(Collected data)

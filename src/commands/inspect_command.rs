//! Raster inspection command
//!
//! Prints the layout and georeferencing of a GeoTIFF as the pipeline
//! sees it, which is the first thing to check when a run is rejected.

use std::fmt::Write;
use std::path::PathBuf;

use clap::ArgMatches;

use crate::commands::command_traits::Command;
use crate::compression::CompressionFactory;
use crate::errors::{TreeKitError, TreeKitResult};
use crate::raster::{GeoRaster, RasterLimits};

/// Command describing one raster
#[derive(Debug)]
pub struct InspectCommand {
    /// Path to the input file
    input: PathBuf,
}

impl InspectCommand {
    pub fn new(args: &ArgMatches) -> TreeKitResult<Self> {
        let input = args.get_one::<String>("raster")
            .ok_or_else(|| TreeKitError::Config("Missing raster".to_string()))?;
        Ok(InspectCommand { input: PathBuf::from(input) })
    }
}

/// Multi-line summary of an opened raster
pub fn describe(raster: &GeoRaster) -> String {
    let layout = raster.layout();
    let mut text = String::new();

    let _ = writeln!(text, "Raster: {}", raster.path().display());
    let _ = writeln!(text, "  Format: {} ({})",
                     if raster.is_big_tiff() { "BigTIFF" } else { "TIFF" }, raster.byte_order().name());
    let _ = writeln!(text, "  IFDs: {}", raster.ifd_count());
    let _ = writeln!(text, "  Dimensions: {}x{}", raster.width(), raster.height());
    let _ = writeln!(text, "  Bands: {}", raster.band_count());
    let _ = writeln!(text, "  Sample type: {}-bit {}", layout.sample_type.bits, layout.sample_type.format.name());
    let _ = writeln!(text, "  Layout: {} {}x{}",
                     if layout.tiled { "tiles" } else { "strips" }, layout.block_width, layout.block_height);
    let _ = writeln!(text, "  Compression: {}", CompressionFactory::describe(layout.compression));
    let _ = writeln!(text, "  Predictor: {}", layout.predictor);

    let [c, a, b, f, d, e] = raster.transform().coefficients;
    let _ = writeln!(text, "  Geotransform: [{}, {}, {}, {}, {}, {}]", c, a, b, f, d, e);
    let crs = raster.crs().map(|crs| crs.to_string()).unwrap_or_else(|| "none".to_string());
    let _ = writeln!(text, "  CRS: {}", crs);
    let nodata = raster.nodata().map(|value| value.to_string()).unwrap_or_else(|| "none".to_string());
    let _ = writeln!(text, "  NoData: {}", nodata);

    text
}

impl Command for InspectCommand {
    fn execute(&self) -> TreeKitResult<()> {
        let raster = GeoRaster::open(&self.input, &RasterLimits::default())?;
        print!("{}", describe(&raster));
        Ok(())
    }
}
//! Pixel layout of an image directory
//!
//! Strips and tiles are handled uniformly as "blocks": a strip is a block
//! as wide as the image and `RowsPerStrip` tall, where the last strip may
//! be shorter. Tiles always have their full declared size, with padding
//! past the image edge.

use log::debug;

use crate::io::seekable::SeekableReader;
use crate::tiff::constants::{planar_config, predictor, sample_format, tags};
use crate::tiff::errors::{TiffError, TiffResult};
use crate::tiff::ifd::IFD;
use crate::tiff::reader::TiffReader;

use super::sample::{SampleFormat, SampleType};

/// Everything needed to locate and decode pixel blocks
#[derive(Debug, Clone)]
pub struct PixelLayout {
    pub width: u32,
    pub height: u32,
    pub samples_per_pixel: usize,
    pub sample_type: SampleType,
    pub compression: u64,
    pub predictor: u64,
    pub tiled: bool,
    pub block_width: u32,
    pub block_height: u32,
    pub offsets: Vec<u64>,
    pub byte_counts: Vec<u64>,
}

impl PixelLayout {
    /// Reads and validates the layout tags of a directory
    ///
    /// # Arguments
    /// * `tiff` - Reader bound to the file's byte order
    /// * `reader` - Stream over the same file
    /// * `ifd` - Directory describing the image
    ///
    /// # Returns
    /// The layout, or an error naming the first unsupported property
    pub fn from_ifd(tiff: &TiffReader, reader: &mut dyn SeekableReader, ifd: &IFD) -> TiffResult<Self> {
        let (width, height) = ifd.get_dimensions().ok_or(TiffError::MissingDimensions)?;
        let width = u32::try_from(width)
            .map_err(|_| TiffError::UnsupportedLayout(format!("width {}", width)))?;
        let height = u32::try_from(height)
            .map_err(|_| TiffError::UnsupportedLayout(format!("height {}", height)))?;
        let samples_per_pixel = ifd.get_samples_per_pixel().max(1) as usize;

        let planar = ifd.get_tag_value(tags::PLANAR_CONFIGURATION).unwrap_or(planar_config::CHUNKY);
        if planar != planar_config::CHUNKY && samples_per_pixel > 1 {
            return Err(TiffError::UnsupportedLayout("separate sample planes".to_string()));
        }

        let sample_type = Self::read_sample_type(tiff, reader, ifd)?;

        let compression = ifd.get_tag_value(tags::COMPRESSION).unwrap_or(1);
        let predictor = ifd.get_tag_value(tags::PREDICTOR).unwrap_or(predictor::NONE);
        match predictor {
            predictor::NONE | predictor::HORIZONTAL_DIFFERENCING => {},
            predictor::FLOATING_POINT if sample_type.format == SampleFormat::Float => {},
            other => {
                return Err(TiffError::UnsupportedLayout(
                    format!("predictor {} for {} samples", other, sample_type.format.name())));
            },
        }

        let tiled = ifd.is_tiled();
        let (block_width, block_height, offsets_tag, counts_tag) = if tiled {
            let tile_width = ifd.get_tag_value(tags::TILE_WIDTH).ok_or(TiffError::TagNotFound(tags::TILE_WIDTH))?;
            let tile_height = ifd.get_tag_value(tags::TILE_LENGTH).ok_or(TiffError::TagNotFound(tags::TILE_LENGTH))?;
            (tile_width as u32, tile_height as u32, tags::TILE_OFFSETS, tags::TILE_BYTE_COUNTS)
        } else {
            let rows_per_strip = ifd.get_tag_value(tags::ROWS_PER_STRIP)
                .unwrap_or(height as u64)
                .min(height as u64) as u32;
            (width, rows_per_strip, tags::STRIP_OFFSETS, tags::STRIP_BYTE_COUNTS)
        };

        if block_width == 0 || block_height == 0 {
            return Err(TiffError::UnsupportedLayout(
                format!("block size {}x{}", block_width, block_height)));
        }

        let offsets = tiff.read_tag_values(reader, ifd, offsets_tag)?;
        let byte_counts = tiff.read_tag_values(reader, ifd, counts_tag)?;

        let layout = PixelLayout {
            width,
            height,
            samples_per_pixel,
            sample_type,
            compression,
            predictor,
            tiled,
            block_width,
            block_height,
            offsets,
            byte_counts,
        };

        let blocks = layout.block_count();
        if layout.offsets.len() < blocks || layout.byte_counts.len() < blocks {
            return Err(TiffError::GenericError(format!(
                "Expected {} blocks, found {} offsets and {} byte counts",
                blocks, layout.offsets.len(), layout.byte_counts.len())));
        }

        debug!("Pixel layout: {}x{}, {} x {}-bit {}, {} {}x{} blocks, compression {}, predictor {}",
               width, height, samples_per_pixel, sample_type.bits, sample_type.format.name(),
               blocks, block_width, block_height, compression, predictor);

        Ok(layout)
    }

    /// Reads BitsPerSample and SampleFormat, which must agree across bands
    fn read_sample_type(tiff: &TiffReader, reader: &mut dyn SeekableReader, ifd: &IFD) -> TiffResult<SampleType> {
        let bits = if ifd.has_tag(tags::BITS_PER_SAMPLE) {
            tiff.read_tag_values(reader, ifd, tags::BITS_PER_SAMPLE)?
        } else {
            vec![1]
        };
        let formats = if ifd.has_tag(tags::SAMPLE_FORMAT) {
            tiff.read_tag_values(reader, ifd, tags::SAMPLE_FORMAT)?
        } else {
            vec![sample_format::UNSIGNED]
        };

        if bits.windows(2).any(|w| w[0] != w[1]) || formats.windows(2).any(|w| w[0] != w[1]) {
            return Err(TiffError::UnsupportedLayout("mixed sample types across bands".to_string()));
        }

        let format = SampleFormat::from_code(formats[0])?;
        SampleType::new(format, bits[0] as u16)
    }

    /// Blocks per block row
    pub fn blocks_across(&self) -> u32 {
        self.width.div_ceil(self.block_width)
    }

    /// Block rows
    pub fn blocks_down(&self) -> u32 {
        self.height.div_ceil(self.block_height)
    }

    /// Total number of blocks
    pub fn block_count(&self) -> usize {
        self.blocks_across() as usize * self.blocks_down() as usize
    }

    /// Rows stored in blocks of the given block row
    pub fn block_rows(&self, block_row: u32) -> u32 {
        if self.tiled {
            self.block_height
        } else {
            let start = block_row * self.block_height;
            self.block_height.min(self.height - start)
        }
    }

    /// Decoded size in bytes of a block with the given row count
    pub fn block_bytes(&self, rows: u32) -> usize {
        self.block_width as usize * rows as usize * self.samples_per_pixel * self.sample_type.bytes()
    }
}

PROBLEM STATEMENT: Produce the number of lines in the data containing the string "describe", with nothing added.

RESPONSE AREA: 3